The Sussex Bonfire Societies are responsible for the series of bonfire festivals concentrated on central and eastern Sussex, with further festivals in parts of Surrey and Kent from September to November each year.

The Lewes celebrations, by far the largest and most well-attended event, mark both Guy Fawkes Night and the burning of 17 Protestant martyrs in Lewes's High Street from 1555 to 1557, during the reign of Mary Tudor.

==Development==

The Sussex Bonfire tradition is a uniquely local form of protest with several influences under the motto We Burn For Good.

Whereas Guy Fawkes Night in most parts of Great Britain is traditionally commemorated at large public fireworks displays or small family bonfires, towns in Sussex and Kent hold huge gala events with fires, processions and festivals. The tradition has remained strong for more than a century becoming the highlight of the year for many towns and villages in the South East. The Bonfire Societies use the events to collect money for local charities.

Guy Fawkes Night was adopted by the early Lewes Bonfire gangs for convenience as this was the night that civil disobedience was tolerated when young men could let off steam which became riots. From the mid-18th century Guy Fawkes night celebrations began to take on an entirely different meaning as a rallying point to protest against authority. In 1785 the greatest riot perhaps ever known at Lewes began when a bonfire was started on School Hill in the centre of town.

Later many conscripted men returning from the Napoleonic Wars faced real hardship and added to this feeling of social injustice, forming themselves into gangs based around sea ports where they had connections and could operate with relative impunity.

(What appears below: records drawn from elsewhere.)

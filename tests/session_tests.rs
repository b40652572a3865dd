//! Session behavior: state transitions, in-flight extractions and exports
//!
//! Extractions are driven through `PendingExtraction` handles so that
//! overlapping and late completions can be ordered explicitly.
#![allow(
    clippy::unwrap_used,
    clippy::expect_used,
    clippy::indexing_slicing,
    clippy::float_cmp,
    clippy::panic
)]

mod common;

use std::cell::RefCell;
use std::rc::Rc;

use colorpalette::{
    Palette, PaletteConfig, PaletteError, PaletteExtractor, PaletteState, PreviewMode,
    RngEntropy, SequenceEntropy, Session, StalePolicy, Theme, PLACEHOLDER,
};
use common::*;

fn session() -> Session {
    Session::new(PaletteConfig::default(), RngEntropy::seeded(7)).unwrap()
}

fn session_with(policy: StalePolicy) -> Session {
    let config = PaletteConfig {
        stale_policy: policy,
        ..PaletteConfig::default()
    };
    Session::new(config, RngEntropy::seeded(7)).unwrap()
}

/// Record every state observers are notified with.
fn record(session: &Session) -> Rc<RefCell<Vec<PaletteState>>> {
    let seen = Rc::new(RefCell::new(Vec::new()));
    let sink = Rc::clone(&seen);
    session.subscribe(move |state| sink.borrow_mut().push(*state));
    seen
}

// =============================================================================
// Initial state and randomize
// =============================================================================

#[test]
fn test_starts_with_first_color_selected() {
    let s = session();
    assert_eq!(s.selected(), s.palette().first());
    assert!(s.palette().to_hex_strings().iter().all(|h| is_canonical_hex(h)));
}

#[test]
fn test_randomize_replaces_palette_and_selection_together() {
    let s = session();
    let seen = record(&s);

    for _ in 0..20 {
        s.randomize();
    }

    let seen = seen.borrow();
    assert_eq!(seen.len(), 20);
    for state in seen.iter() {
        assert_eq!(state.selected, state.palette.first());
    }
    assert_eq!(*seen.last().unwrap(), s.state());
}

#[test]
fn test_randomize_from_byte_sequence() {
    let bytes: Vec<u8> = (0..15).collect();
    let s = Session::new(PaletteConfig::default(), SequenceEntropy::new(bytes)).unwrap();
    s.randomize();
    // The sequence wraps, so the second palette repeats the first
    assert_eq!(
        s.palette().to_hex_strings(),
        ["#000102", "#030405", "#060708", "#090a0b", "#0c0d0e"]
    );
}

#[test]
fn test_seeded_sessions_agree() {
    let a = session();
    let b = session();
    assert_eq!(a.palette(), b.palette());
}

// =============================================================================
// Selection
// =============================================================================

#[test]
fn test_select_non_member_is_accepted() {
    let s = session();
    let palette = s.palette();
    let outsider = hex("#123456");
    assert!(!palette.contains(outsider));

    s.select(outsider);

    assert_eq!(s.selected(), outsider);
    assert_eq!(s.palette(), palette);
}

#[test]
fn test_select_hex_rejects_garbage() {
    let s = session();
    let before = s.state();

    let err = s.select_hex("#12345g").unwrap_err();

    assert!(matches!(err, PaletteError::InvalidColor(_)));
    assert_eq!(s.state(), before);
}

#[test]
fn test_select_hex_normalizes() {
    let s = session();
    assert_eq!(s.select_hex(" #ABC ").unwrap().to_hex(), "#aabbcc");
    assert_eq!(s.summary().selected.to_hex(), "#aabbcc");
}

#[test]
fn test_summary_marks_selected_swatch() {
    let s = session();
    s.begin_extraction()
        .complete(&solid(4, 4, hex("#111111"), 255))
        .unwrap();

    let summary = s.summary();
    assert_eq!(summary.swatches.len(), 5);
    assert!(summary.swatches[0].selected);
    assert_eq!(summary.swatches[0].contrast_on_white, "18.88");
    assert!(summary.swatches[1..].iter().all(|w| w.color == PLACEHOLDER));
}

#[test]
fn test_observers_may_read_the_session_back() {
    let s = Rc::new(session());
    let summaries = Rc::new(RefCell::new(Vec::new()));

    let weak = Rc::downgrade(&s);
    let sink = Rc::clone(&summaries);
    s.subscribe(move |state| {
        let Some(session) = weak.upgrade() else {
            return;
        };
        assert_eq!(session.state(), *state);
        sink.borrow_mut().push(session.summary().selected);
    });

    s.select(hex("#010203"));
    s.randomize();
    let randomized = s.selected();
    s.begin_extraction().complete(&solid(4, 4, RED, 255)).unwrap();

    assert_eq!(*summaries.borrow(), vec![hex("#010203"), randomized, RED]);
}

#[test]
fn test_observer_may_subscribe_and_select_during_notification() {
    let s = Rc::new(session());
    let calls = Rc::new(RefCell::new(0));

    let weak = Rc::downgrade(&s);
    let counter = Rc::clone(&calls);
    s.subscribe(move |state| {
        *counter.borrow_mut() += 1;
        if let Some(session) = weak.upgrade() {
            if state.selected == RED {
                session.subscribe(|_| {});
                session.select(BLUE);
            }
        }
    });

    s.select(RED);

    assert_eq!(s.selected(), BLUE);
    // The nested selection is applied but not announced to the running observer
    assert_eq!(*calls.borrow(), 1);
}

// =============================================================================
// Extraction lifecycle
// =============================================================================

#[test]
fn test_extraction_applies_and_selects_first() {
    let s = session();
    let seen = record(&s);
    let png = encode_png(&two_tone(10, 10, 6, RED, BLUE));

    let palette = s.extract_bytes(&png).unwrap();

    assert_eq!(palette.first(), RED);
    assert_eq!(s.palette(), palette);
    assert_eq!(s.selected(), RED);
    assert_eq!(seen.borrow().len(), 1);
}

#[test]
fn test_decode_failure_leaves_state_unchanged() {
    let s = session();
    s.select(hex("#abcdef"));
    let before = s.state();
    let seen = record(&s);

    assert!(s.extract_bytes(b"definitely not a png").is_none());

    assert_eq!(s.state(), before);
    assert!(seen.borrow().is_empty());
}

#[test]
fn test_failed_handle_leaves_state_unchanged() {
    let s = session();
    let before = s.state();

    s.begin_extraction()
        .fail(&PaletteError::Clipboard("image never loaded".to_string()));

    assert_eq!(s.state(), before);
}

#[test]
fn test_dropped_handle_cancels() {
    let s = session();
    let before = s.state();
    {
        let _pending = s.begin_extraction();
    }
    assert_eq!(s.state(), before);
}

#[test]
fn test_late_completion_after_session_ends_is_ignored() {
    let s = session();
    let pending = s.begin_extraction();
    drop(s);

    assert!(pending.complete(&two_tone(10, 10, 6, RED, BLUE)).is_none());
}

#[test]
fn test_last_completion_wins_by_default() {
    let s = session();
    let first = s.begin_extraction();
    let second = s.begin_extraction();
    assert!(first.is_superseded());
    assert!(!second.is_superseded());

    second.complete(&solid(4, 4, BLUE, 255)).unwrap();
    first.complete(&solid(4, 4, RED, 255)).unwrap();

    assert_eq!(s.palette().first(), RED);
    assert_eq!(s.selected(), RED);
}

#[test]
fn test_latest_request_policy_discards_superseded() {
    let s = session_with(StalePolicy::LatestRequest);
    let first = s.begin_extraction();
    let second = s.begin_extraction();

    second.complete(&solid(4, 4, BLUE, 255)).unwrap();
    assert!(first.complete(&solid(4, 4, RED, 255)).is_none());

    assert_eq!(s.palette().first(), BLUE);
}

#[test]
fn test_request_ids_increase() {
    let s = session();
    let a = s.begin_extraction();
    let b = s.begin_extraction();
    assert!(b.id() > a.id());
}

#[test]
fn test_custom_extractor_is_used() {
    let config = PaletteConfig {
        placeholder: hex("#000000"),
        ..PaletteConfig::default()
    };
    let s = session().with_extractor(PaletteExtractor::new(&config));

    let palette = s.begin_extraction().complete(&solid(4, 4, RED, 255)).unwrap();

    assert_eq!(palette.get(4), Some(hex("#000000")));
}

// =============================================================================
// Exports
// =============================================================================

#[test]
fn test_export_css() {
    let s = session();
    s.begin_extraction().complete(&two_tone(10, 10, 6, RED, BLUE)).unwrap();

    assert_eq!(
        s.export_css(),
        ":root {\n  --p1: #ff0000;\n  --p2: #0000ff;\n  --p3: #e5e7eb;\n  --p4: #e5e7eb;\n  --p5: #e5e7eb;\n}"
    );
}

#[test]
fn test_export_tailwind_lists_every_color() {
    let s = session();
    let snippet = s.export_framework_snippet();
    for (i, hex) in s.palette().to_hex_strings().iter().enumerate() {
        assert!(snippet.contains(&format!("\"p{}\": \"{hex}\"", i + 1)), "{snippet}");
    }
}

#[test]
fn test_exports_ignore_selection() {
    let s = session();
    let css = s.export_css();
    s.select(hex("#010101"));
    assert_eq!(s.export_css(), css);
}

// =============================================================================
// Config, preview mode and theme
// =============================================================================

#[test]
fn test_invalid_config_is_rejected() {
    let config = PaletteConfig {
        quality: 0,
        ..PaletteConfig::default()
    };
    let err = Session::new(config, RngEntropy::seeded(1)).unwrap_err();
    assert!(matches!(err, PaletteError::Config(_)));
}

#[test]
fn test_config_from_json() {
    let config =
        PaletteConfig::from_json(r#"{ "candidateCount": 8, "stalePolicy": "latestRequest" }"#)
            .unwrap();
    let s = Session::new(config, RngEntropy::seeded(1)).unwrap();
    assert_eq!(s.config().candidate_count, 8);
    assert_eq!(s.config().stale_policy, StalePolicy::LatestRequest);
    assert_eq!(s.config().quality, 10);
}

#[test]
fn test_mode_and_theme() {
    let mut s = session();
    assert_eq!(s.mode(), PreviewMode::Website);
    s.set_mode("dashboard".parse().unwrap());
    assert_eq!(s.mode(), PreviewMode::Dashboard);

    s.set_theme(Theme::Light);
    assert_eq!(s.toggle_theme(), Theme::Dark);
    assert_eq!(s.theme(), Theme::Dark);
}

#[test]
fn test_mode_change_does_not_touch_palette() {
    let mut s = session();
    let seen = record(&s);
    let before = s.state();

    s.set_mode(PreviewMode::Minimal);
    s.toggle_theme();

    assert_eq!(s.state(), before);
    assert!(seen.borrow().is_empty());
}

#[test]
fn test_toasts_follow_config_duration() {
    let config = PaletteConfig {
        toast_duration_ms: 500,
        ..PaletteConfig::default()
    };
    let mut s = Session::new(config, RngEntropy::seeded(1)).unwrap();

    let id = s.notify("Copied #ff0000", 1000.0);
    s.toasts_mut().expire(1499.0);
    assert_eq!(s.toasts().current().unwrap().id, id);
    s.toasts_mut().expire(1500.0);
    assert!(s.toasts().current().is_none());
}

#[test]
fn test_palette_serializes_as_hex_array() {
    let s = session();
    let json = serde_json::to_value(s.state()).unwrap();
    let palette: Palette = serde_json::from_value(json["palette"].clone()).unwrap();
    assert_eq!(palette, s.palette());
    assert_eq!(json["selected"], serde_json::json!(s.selected().to_hex()));
}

The French Marinière jumper was adopted as better equipment by the British sailors and as trophies of war. Additionally the Sailor suit was common dress for working-class people at the time because of its ready availability at ports and as counter-fashion for the working class. It also provided cover for the gangs to operate as you could hide in plain sight if other people are wearing the same thing. Different colour stripes differentiated the different gangs.

Later still the disenfranchised workers became increasingly politicised by radicals like Tom Paine, who lived in Lewes, and bonfire gangs or 'boys' began to organise, collecting subscriptions to finance them and building bonfires and burning effigies to show their dissent.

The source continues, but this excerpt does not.